[[ Supplied records open ]]

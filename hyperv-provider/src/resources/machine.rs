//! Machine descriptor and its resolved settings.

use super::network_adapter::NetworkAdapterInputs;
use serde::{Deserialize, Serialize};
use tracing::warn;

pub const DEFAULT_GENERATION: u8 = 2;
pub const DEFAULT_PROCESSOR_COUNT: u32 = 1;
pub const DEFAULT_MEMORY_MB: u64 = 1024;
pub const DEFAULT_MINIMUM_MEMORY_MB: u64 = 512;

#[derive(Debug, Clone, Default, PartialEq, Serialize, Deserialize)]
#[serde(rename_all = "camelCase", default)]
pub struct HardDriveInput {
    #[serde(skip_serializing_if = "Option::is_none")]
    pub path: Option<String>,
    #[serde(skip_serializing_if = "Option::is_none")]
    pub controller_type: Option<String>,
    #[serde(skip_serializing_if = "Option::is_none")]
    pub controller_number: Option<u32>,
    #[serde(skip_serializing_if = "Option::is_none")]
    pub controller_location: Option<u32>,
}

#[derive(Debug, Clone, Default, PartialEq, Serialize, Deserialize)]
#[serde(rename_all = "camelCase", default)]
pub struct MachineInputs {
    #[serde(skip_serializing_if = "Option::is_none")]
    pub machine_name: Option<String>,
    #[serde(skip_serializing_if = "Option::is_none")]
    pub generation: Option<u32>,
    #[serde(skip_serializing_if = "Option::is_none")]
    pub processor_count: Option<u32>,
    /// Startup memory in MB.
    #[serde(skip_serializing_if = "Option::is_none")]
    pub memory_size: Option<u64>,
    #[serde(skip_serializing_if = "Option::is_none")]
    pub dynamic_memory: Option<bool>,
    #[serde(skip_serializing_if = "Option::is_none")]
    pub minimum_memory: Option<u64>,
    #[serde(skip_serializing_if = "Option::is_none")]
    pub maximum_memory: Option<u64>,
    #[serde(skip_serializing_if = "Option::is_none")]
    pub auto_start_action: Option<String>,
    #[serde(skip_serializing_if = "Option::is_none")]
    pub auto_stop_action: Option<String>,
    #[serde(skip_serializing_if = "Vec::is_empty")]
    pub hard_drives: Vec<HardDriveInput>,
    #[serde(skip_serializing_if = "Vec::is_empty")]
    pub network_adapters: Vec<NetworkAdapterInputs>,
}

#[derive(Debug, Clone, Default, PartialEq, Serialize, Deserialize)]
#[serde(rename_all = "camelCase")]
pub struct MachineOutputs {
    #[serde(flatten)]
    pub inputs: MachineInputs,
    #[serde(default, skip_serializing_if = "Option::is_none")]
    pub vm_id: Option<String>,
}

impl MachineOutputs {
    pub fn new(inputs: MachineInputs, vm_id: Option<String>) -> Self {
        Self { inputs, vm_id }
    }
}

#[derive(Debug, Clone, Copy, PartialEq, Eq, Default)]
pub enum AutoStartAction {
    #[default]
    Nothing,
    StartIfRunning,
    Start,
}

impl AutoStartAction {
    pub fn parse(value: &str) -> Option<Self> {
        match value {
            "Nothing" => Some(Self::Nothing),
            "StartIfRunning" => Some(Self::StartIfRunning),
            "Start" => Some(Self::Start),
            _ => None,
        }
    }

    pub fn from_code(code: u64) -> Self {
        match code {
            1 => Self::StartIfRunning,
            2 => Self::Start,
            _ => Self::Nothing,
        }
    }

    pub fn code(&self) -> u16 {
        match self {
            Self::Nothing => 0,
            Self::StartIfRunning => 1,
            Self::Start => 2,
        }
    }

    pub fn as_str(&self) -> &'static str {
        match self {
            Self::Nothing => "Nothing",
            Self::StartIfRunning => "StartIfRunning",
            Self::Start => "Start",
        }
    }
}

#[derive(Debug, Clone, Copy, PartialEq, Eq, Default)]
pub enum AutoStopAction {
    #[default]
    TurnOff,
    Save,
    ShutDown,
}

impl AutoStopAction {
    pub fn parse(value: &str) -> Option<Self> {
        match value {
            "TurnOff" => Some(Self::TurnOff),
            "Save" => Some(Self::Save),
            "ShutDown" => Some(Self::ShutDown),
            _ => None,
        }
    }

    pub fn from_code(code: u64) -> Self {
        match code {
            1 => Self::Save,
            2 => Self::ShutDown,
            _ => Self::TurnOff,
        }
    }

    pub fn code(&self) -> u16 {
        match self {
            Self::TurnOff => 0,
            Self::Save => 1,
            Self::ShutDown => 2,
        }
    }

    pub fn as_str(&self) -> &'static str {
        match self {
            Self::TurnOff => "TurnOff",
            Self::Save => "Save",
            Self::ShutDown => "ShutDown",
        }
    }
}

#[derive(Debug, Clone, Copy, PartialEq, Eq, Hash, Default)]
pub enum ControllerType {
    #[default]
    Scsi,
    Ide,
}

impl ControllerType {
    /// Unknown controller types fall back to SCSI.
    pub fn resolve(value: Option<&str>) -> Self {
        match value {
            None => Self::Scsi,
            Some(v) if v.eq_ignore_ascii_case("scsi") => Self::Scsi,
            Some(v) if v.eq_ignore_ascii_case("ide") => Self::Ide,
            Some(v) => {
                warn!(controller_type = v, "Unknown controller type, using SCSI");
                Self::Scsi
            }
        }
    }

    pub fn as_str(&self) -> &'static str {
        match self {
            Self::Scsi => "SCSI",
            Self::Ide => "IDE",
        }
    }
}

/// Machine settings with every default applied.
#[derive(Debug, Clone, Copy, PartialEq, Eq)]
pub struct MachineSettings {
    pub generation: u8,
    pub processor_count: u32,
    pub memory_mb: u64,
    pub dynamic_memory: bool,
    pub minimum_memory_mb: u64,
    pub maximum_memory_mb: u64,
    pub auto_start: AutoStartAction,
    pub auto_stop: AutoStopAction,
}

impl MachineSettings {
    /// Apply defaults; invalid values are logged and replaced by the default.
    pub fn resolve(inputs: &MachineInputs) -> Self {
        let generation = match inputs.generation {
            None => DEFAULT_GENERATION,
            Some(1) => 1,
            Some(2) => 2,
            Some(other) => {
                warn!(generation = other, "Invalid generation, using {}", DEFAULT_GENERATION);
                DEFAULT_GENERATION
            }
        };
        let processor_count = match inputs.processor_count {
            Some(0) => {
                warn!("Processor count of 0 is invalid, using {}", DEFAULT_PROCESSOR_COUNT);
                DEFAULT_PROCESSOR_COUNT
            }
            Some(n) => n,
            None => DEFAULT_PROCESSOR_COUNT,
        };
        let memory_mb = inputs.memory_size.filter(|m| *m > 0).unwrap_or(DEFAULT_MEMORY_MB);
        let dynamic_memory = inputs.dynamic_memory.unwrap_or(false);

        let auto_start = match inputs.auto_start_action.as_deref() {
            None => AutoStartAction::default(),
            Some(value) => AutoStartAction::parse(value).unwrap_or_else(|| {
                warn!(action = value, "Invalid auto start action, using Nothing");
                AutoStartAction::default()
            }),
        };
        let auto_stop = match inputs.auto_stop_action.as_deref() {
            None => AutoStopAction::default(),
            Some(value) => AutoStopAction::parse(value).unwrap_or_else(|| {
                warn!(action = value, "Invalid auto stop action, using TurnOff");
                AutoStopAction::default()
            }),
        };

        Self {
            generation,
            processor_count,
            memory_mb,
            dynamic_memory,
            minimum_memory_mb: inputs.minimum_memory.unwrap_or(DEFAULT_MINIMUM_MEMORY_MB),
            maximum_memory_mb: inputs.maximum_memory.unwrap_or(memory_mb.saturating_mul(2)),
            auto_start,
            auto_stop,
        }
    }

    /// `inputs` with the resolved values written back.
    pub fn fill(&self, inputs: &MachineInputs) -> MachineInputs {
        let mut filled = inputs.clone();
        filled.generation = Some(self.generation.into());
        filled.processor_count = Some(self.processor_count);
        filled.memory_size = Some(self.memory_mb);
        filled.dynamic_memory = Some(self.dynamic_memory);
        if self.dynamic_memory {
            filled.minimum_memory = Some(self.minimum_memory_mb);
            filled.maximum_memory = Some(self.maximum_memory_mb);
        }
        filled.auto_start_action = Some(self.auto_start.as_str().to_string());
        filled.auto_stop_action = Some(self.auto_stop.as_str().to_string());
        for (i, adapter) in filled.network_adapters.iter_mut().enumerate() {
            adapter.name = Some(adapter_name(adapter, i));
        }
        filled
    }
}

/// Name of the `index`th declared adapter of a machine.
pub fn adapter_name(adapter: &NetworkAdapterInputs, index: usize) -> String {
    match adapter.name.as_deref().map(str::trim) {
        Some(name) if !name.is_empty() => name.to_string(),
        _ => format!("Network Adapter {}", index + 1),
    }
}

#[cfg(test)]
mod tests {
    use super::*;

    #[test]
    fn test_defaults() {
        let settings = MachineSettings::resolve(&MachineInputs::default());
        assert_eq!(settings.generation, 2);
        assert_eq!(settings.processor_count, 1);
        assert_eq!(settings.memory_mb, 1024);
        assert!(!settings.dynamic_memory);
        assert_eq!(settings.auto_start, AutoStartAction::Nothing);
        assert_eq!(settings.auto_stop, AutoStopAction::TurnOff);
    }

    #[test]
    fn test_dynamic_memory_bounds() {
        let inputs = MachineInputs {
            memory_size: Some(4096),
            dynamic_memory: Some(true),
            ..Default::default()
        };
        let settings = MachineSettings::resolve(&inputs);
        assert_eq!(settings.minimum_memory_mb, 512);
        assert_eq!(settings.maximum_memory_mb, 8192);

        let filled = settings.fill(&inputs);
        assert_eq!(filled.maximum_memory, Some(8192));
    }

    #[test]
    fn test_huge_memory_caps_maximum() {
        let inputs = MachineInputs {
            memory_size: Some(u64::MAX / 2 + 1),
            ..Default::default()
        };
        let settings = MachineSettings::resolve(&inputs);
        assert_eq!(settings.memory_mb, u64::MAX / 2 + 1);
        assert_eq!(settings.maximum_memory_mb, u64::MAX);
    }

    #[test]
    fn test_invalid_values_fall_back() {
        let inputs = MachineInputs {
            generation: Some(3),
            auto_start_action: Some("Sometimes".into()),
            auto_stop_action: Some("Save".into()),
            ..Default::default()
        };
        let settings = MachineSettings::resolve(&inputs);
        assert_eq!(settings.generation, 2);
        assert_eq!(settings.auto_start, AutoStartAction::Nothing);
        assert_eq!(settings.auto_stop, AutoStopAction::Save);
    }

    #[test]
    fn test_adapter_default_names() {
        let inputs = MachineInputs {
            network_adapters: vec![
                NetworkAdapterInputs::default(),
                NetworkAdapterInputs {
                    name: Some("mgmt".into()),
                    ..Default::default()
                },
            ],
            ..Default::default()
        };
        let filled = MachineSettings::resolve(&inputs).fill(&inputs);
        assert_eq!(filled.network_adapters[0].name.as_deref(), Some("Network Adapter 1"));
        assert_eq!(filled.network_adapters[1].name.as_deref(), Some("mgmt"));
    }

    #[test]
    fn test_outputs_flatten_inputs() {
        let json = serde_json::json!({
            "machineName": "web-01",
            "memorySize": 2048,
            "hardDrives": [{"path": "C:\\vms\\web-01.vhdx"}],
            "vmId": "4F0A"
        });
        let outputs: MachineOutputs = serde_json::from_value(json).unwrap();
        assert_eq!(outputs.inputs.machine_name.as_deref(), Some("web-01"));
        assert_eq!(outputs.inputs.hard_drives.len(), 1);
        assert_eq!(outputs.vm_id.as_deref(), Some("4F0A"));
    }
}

[[ Supplied records closed ]]

Wherever the word "into" turns up in a line of the entries above, copy that line.

- **Written response**:
        filled.generation = Some(self.generation.into());
            auto_start_action: Some("Sometimes".into()),
            auto_stop_action: Some("Save".into()),
                    name: Some("mgmt".into()),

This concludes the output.